The field, discovered in 1936, has been drilled extensively with vertical wells chasing four producing horizons-Tar, Ranger, Upper Terminal and Ford. Since 1971, Upper Terminal has been under waterflood. It was this project that piqued New York-based Warren's interest in the late 1990s.
Warren bought 50% of the field in 1999 from a small operator. "Oil prices went up almost immediately after we signed the deal," says Ken Gobble, Warren senior vice president. "The seller did everything it could to unwind the deal."
In February 2005, Warren purchased the other 50% of the field, and work began on a sub-zone redevelopment. While drilling new vertical wells to Upper Terminal, Warren engineers noticed the shallower Tar formation still showed good oil saturation, albeit heavy oil. It also has a partial water drive, unlike the other zones.
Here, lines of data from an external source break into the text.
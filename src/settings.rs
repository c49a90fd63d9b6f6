//! Game settings and preferences
//!
//! Persisted as JSON in the key-value store, separately from the best score.

use serde::{Deserialize, Serialize};

use crate::platform::KeyValueStore;

/// Quality preset levels
#[derive(Debug, Clone, Copy, PartialEq, Eq, Serialize, Deserialize, Default)]
pub enum QualityPreset {
    Low,
    #[default]
    Medium,
    High,
}

impl QualityPreset {
    pub fn as_str(&self) -> &'static str {
        match self {
            QualityPreset::Low => "Low",
            QualityPreset::Medium => "Medium",
            QualityPreset::High => "High",
        }
    }

    pub fn from_str(s: &str) -> Option<Self> {
        match s.to_lowercase().as_str() {
            "low" => Some(QualityPreset::Low),
            "medium" | "med" => Some(QualityPreset::Medium),
            "high" => Some(QualityPreset::High),
            _ => None,
        }
    }

    /// Next preset in the Low, Medium, High cycle
    pub fn next(&self) -> Self {
        match self {
            QualityPreset::Low => QualityPreset::Medium,
            QualityPreset::Medium => QualityPreset::High,
            QualityPreset::High => QualityPreset::Low,
        }
    }

    /// `quality=` parameter of a URL query string such as `?quality=low&x=1`
    pub fn from_query(query: &str) -> Option<Self> {
        query
            .trim_start_matches('?')
            .split('&')
            .filter_map(|pair| pair.split_once('='))
            .find(|(key, _)| *key == "quality")
            .and_then(|(_, value)| Self::from_str(value))
    }

    /// Maximum particles drawn for this preset
    pub fn max_particles(&self) -> usize {
        match self {
            QualityPreset::Low => 100,
            QualityPreset::Medium => 500,
            QualityPreset::High => 2000,
        }
    }

    /// Triangles per circle
    pub fn circle_segments(&self) -> u32 {
        match self {
            QualityPreset::Low => 12,
            QualityPreset::Medium => 24,
            QualityPreset::High => 40,
        }
    }

    /// Whether to draw clouds, sun rays and grass
    pub fn scenery_enabled(&self) -> bool {
        match self {
            QualityPreset::Low => false,
            QualityPreset::Medium => true,
            QualityPreset::High => true,
        }
    }
}

/// Game settings/preferences
#[derive(Debug, Clone, PartialEq, Serialize, Deserialize)]
#[serde(default)]
pub struct Settings {
    /// Graphics quality preset
    pub quality: QualityPreset,
    /// Merge splashes and score popups
    pub particles: bool,
    /// Sound cues on drop, merge, win and game over
    pub sound_enabled: bool,
    /// Master volume (0.0 - 1.0)
    pub master_volume: f32,
}

impl Default for Settings {
    fn default() -> Self {
        Self {
            quality: QualityPreset::Medium,
            particles: true,
            sound_enabled: true,
            master_volume: 0.8,
        }
    }
}

impl Settings {
    /// Storage key
    const STORAGE_KEY: &'static str = "watermelon-settings";

    /// Create settings from a quality preset
    pub fn from_preset(preset: QualityPreset) -> Self {
        Self {
            quality: preset,
            ..Self::default()
        }
    }

    /// Effective particle count cap
    pub fn max_particles(&self) -> usize {
        if !self.particles {
            0
        } else {
            self.quality.max_particles()
        }
    }

    /// Flip the sound toggle, returning the new state
    pub fn toggle_sound(&mut self) -> bool {
        self.sound_enabled = !self.sound_enabled;
        self.sound_enabled
    }

    /// Advance to the next quality preset
    pub fn cycle_quality(&mut self) -> QualityPreset {
        self.quality = self.quality.next();
        self.quality
    }

    /// Flip merge splashes on or off, returning the new state
    pub fn toggle_particles(&mut self) -> bool {
        self.particles = !self.particles;
        self.particles
    }

    /// Nudge the master volume, clamped to 0.0 - 1.0
    pub fn adjust_volume(&mut self, delta: f32) -> f32 {
        self.master_volume = (self.master_volume + delta).clamp(0.0, 1.0);
        self.master_volume
    }

    /// Load settings, falling back to defaults on missing or bad data
    pub fn load(store: &impl KeyValueStore) -> Self {
        if let Some(json) = store.get(Self::STORAGE_KEY) {
            match serde_json::from_str(&json) {
                Ok(settings) => {
                    log::info!("Loaded settings");
                    return settings;
                }
                Err(e) => log::warn!("Ignoring malformed settings: {e}"),
            }
        }

        log::info!("Using default settings");
        Self::default()
    }

    /// Save settings
    pub fn save(&self, store: &mut impl KeyValueStore) {
        match serde_json::to_string(self) {
            Ok(json) => {
                store.set(Self::STORAGE_KEY, &json);
                log::info!("Settings saved");
            }
            Err(e) => log::warn!("Failed to serialize settings: {e}"),
        }
    }
}
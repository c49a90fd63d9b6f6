//! One simulation frame
//!
//! Input is applied first, then physics, collisions, merges and the
//! termination check run in that order against the same `GameState`.

use super::collision::resolve_collisions;
use super::merge::check_merges;
use super::physics::integrate;
use super::state::GameState;
use crate::consts::GAME_OVER_LINE;

/// Input commands for a single frame
#[derive(Debug, Clone, Default)]
pub struct TickInput {
    /// Pointer/touch position on the board, if it moved
    pub cursor_x: Option<f32>,
    /// Drop the next fruit at the cursor (click/tap/space)
    pub drop: bool,
    /// Clear the board and start over
    pub restart: bool,
}

/// A settled fruit pokes above the termination line
///
/// Level-triggered: true on every frame the condition holds.
pub fn stack_over_line(state: &GameState) -> bool {
    state
        .fruits
        .iter()
        .any(|fruit| !fruit.merged && fruit.is_settled() && fruit.top() <= GAME_OVER_LINE)
}

/// Termination stage; only a running game can end
pub fn check_termination(state: &mut GameState) -> bool {
    if !state.is_running() {
        return false;
    }
    stack_over_line(state) && state.end_game()
}

/// Advance the game state by one frame
pub fn tick(state: &mut GameState, input: &TickInput) {
    if input.restart {
        state.restart();
    }
    if let Some(x) = input.cursor_x {
        state.move_cursor(x);
    }
    if input.drop {
        state.drop_fruit();
    }

    integrate(state);
    resolve_collisions(&mut state.fruits);
    check_merges(state);
    check_termination(state);

    state.frame += 1;
}

#[cfg(test)]
mod tests {
    use super::*;
    use crate::sim::fruit::Fruit;
    use crate::sim::state::{GameEvent, GamePhase};
    use glam::Vec2;

    #[test]
    fn test_tick_drop_and_fall() {
        let mut state = GameState::new(12345);
        let input = TickInput {
            cursor_x: Some(150.0),
            drop: true,
            ..Default::default()
        };
        tick(&mut state, &input);
        assert_eq!(state.fruits.len(), 1);
        assert_eq!(state.fruits[0].pos.x, 150.0);
        assert!(state.fruits[0].pos.y > crate::consts::SPAWN_Y);
        assert_eq!(state.frame, 1);
        assert!(state.is_running());
    }

    #[test]
    fn test_fresh_drop_does_not_end_game() {
        let mut state = GameState::new(1);
        let drop = TickInput {
            drop: true,
            ..Default::default()
        };
        tick(&mut state, &drop);
        assert!(state.is_running());
    }

    #[test]
    fn test_settled_fruit_over_line_ends_game_once() {
        let mut state = GameState::new(77);
        let mut fruit = Fruit::new(0, Vec2::new(200.0, 90.0));
        fruit.age = 100;
        state.fruits.push(fruit);
        state.score = 21;

        assert!(check_termination(&mut state));
        assert_eq!(state.phase, GamePhase::Ended);
        assert!(!check_termination(&mut state));
        assert!(stack_over_line(&state));
        assert_eq!(state.take_events(), vec![GameEvent::GameOver { score: 21 }]);
    }

    #[test]
    fn test_moving_fruit_over_line_is_not_game_over() {
        let mut state = GameState::new(77);
        let mut fruit = Fruit::new(0, Vec2::new(200.0, 90.0));
        fruit.vel = Vec2::new(0.0, 3.0);
        state.fruits.push(fruit);
        assert!(!check_termination(&mut state));
        assert!(state.is_running());
    }

    #[test]
    fn test_top_touching_line_counts_as_over() {
        let mut state = GameState::new(77);
        let r = Fruit::new(0, Vec2::ZERO).radius;
        state.fruits.push(Fruit::new(0, Vec2::new(200.0, GAME_OVER_LINE + r)));
        assert_eq!(state.fruits[0].top(), GAME_OVER_LINE);
        assert!(check_termination(&mut state));

        // One pixel lower is still in play
        let mut state = GameState::new(77);
        state.fruits.push(Fruit::new(0, Vec2::new(200.0, GAME_OVER_LINE + r + 1.0)));
        assert!(!check_termination(&mut state));
    }

    #[test]
    fn test_settled_fruit_below_line_is_fine() {
        let mut state = GameState::new(77);
        state.fruits.push(Fruit::new(0, Vec2::new(200.0, 482.0)));
        assert!(!check_termination(&mut state));
    }

    #[test]
    fn test_drops_rejected_after_game_over_until_restart() {
        let mut state = GameState::new(8);
        state.end_game();
        state.take_events();

        let drop = TickInput {
            drop: true,
            ..Default::default()
        };
        tick(&mut state, &drop);
        assert!(state.fruits.is_empty());

        let restart = TickInput {
            restart: true,
            drop: true,
            ..Default::default()
        };
        tick(&mut state, &restart);
        assert!(state.is_running());
        assert_eq!(state.fruits.len(), 1);
    }

    #[test]
    fn test_merged_fruits_purged_after_tick() {
        let mut state = GameState::new(3);
        for x in [100.0, 136.0] {
            let mut fruit = Fruit::new(0, Vec2::new(x, 482.0));
            fruit.age = 50;
            state.fruits.push(fruit);
        }
        tick(&mut state, &TickInput::default());
        assert!(state.fruits.iter().all(|f| !f.merged));
        assert_eq!(state.fruits.len(), 1);
        assert_eq!(state.fruits[0].tier, 1);
    }
}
"With that heavy oil and partial water drive, the vertical wells that were originally drilled in the field tend to cone out quickly," Gobble says. Other than a handful of wells drilled in areas with outstanding sands, the economics of developing Tar with vertical wells were questionable.
New field geologic data provided Warren with a leg up over the previous owners, and Gobble's team began examining the potential for horizontal development. Despite advances in horizontal drilling, this would be no walk in the park. The zone of interest contains a 30- to 50-foot column of oil on top of water.
"We thought that if we could drill these wells and keep them as close to the top of the sand and as far away from the oil-water contact as possible, we could reduce the chance that they would cone." The team also faced the formidable challenge of snaking the laterals past countless vertical wellbores.
The first horizontal was drilled in August 2006 with standard logging-while-drilling (LWD) equipment. It was relatively successful, improving production significantly over the previous vertical wells. However, it immediately had problems with water cut.
What was needed was an LWD tool that could report its position not only in respect to other zones but within the zone of interest as well. PeriScope provided Warren with both deep-reading and azimuthal (directional) resistivity measurements, making it a good choice for the situation, "although not an obvious choice economically for what we were doing and what we thought the wells would do," Gobble says.
Warren set up a performance-based contract to use PeriScope on two wells. Schlumberger modeled a well for Warren that indicated the length of the lateral had a direct correlation to total production. Obviously a tool that could keep them in the upper part of the zone for a longer stretch would offer superior production results.
The goal was to drill a 1,000- to 2,000-foot lateral at a cost of more than $1 million per well. There was little room for error. The results of the first two wells were "phenomenal," Gobble says, producing some 200 barrels of oil per day with a 10% water cut. Warren has gone on to drill seven additional PeriScope wells.
Total field production prior to the horizontal program was less than 1,200 barrels per day; the horizontal wells, while representing a fraction of the total number of wellbores in the field, now account for 38% of the production.
Warren can also book more reserves from the unit due to the significant increase in its success ratio. "If we were to continue to drill without this type of technology, we would have to risk our reserves at 50%," Gobble says. "And we wouldn't really know why one well was successful and others weren't. Now our success rate is almost 100%. It's really taken the ordinary mechanical risk completely out of the picture."
It's changed the way Warren personnel view other potential opportunities, causing them to consider analogs that might otherwise have been of little interest. And most importantly, it's given the Wilmington Townlot Unit an extended life.
"It's possible that PeriScope has made such a dramatic difference that it saved a project that potentially could have failed," Gobble says. "To be honest, I was one of the skeptical ones. Any new technology is a tough sell for a small company."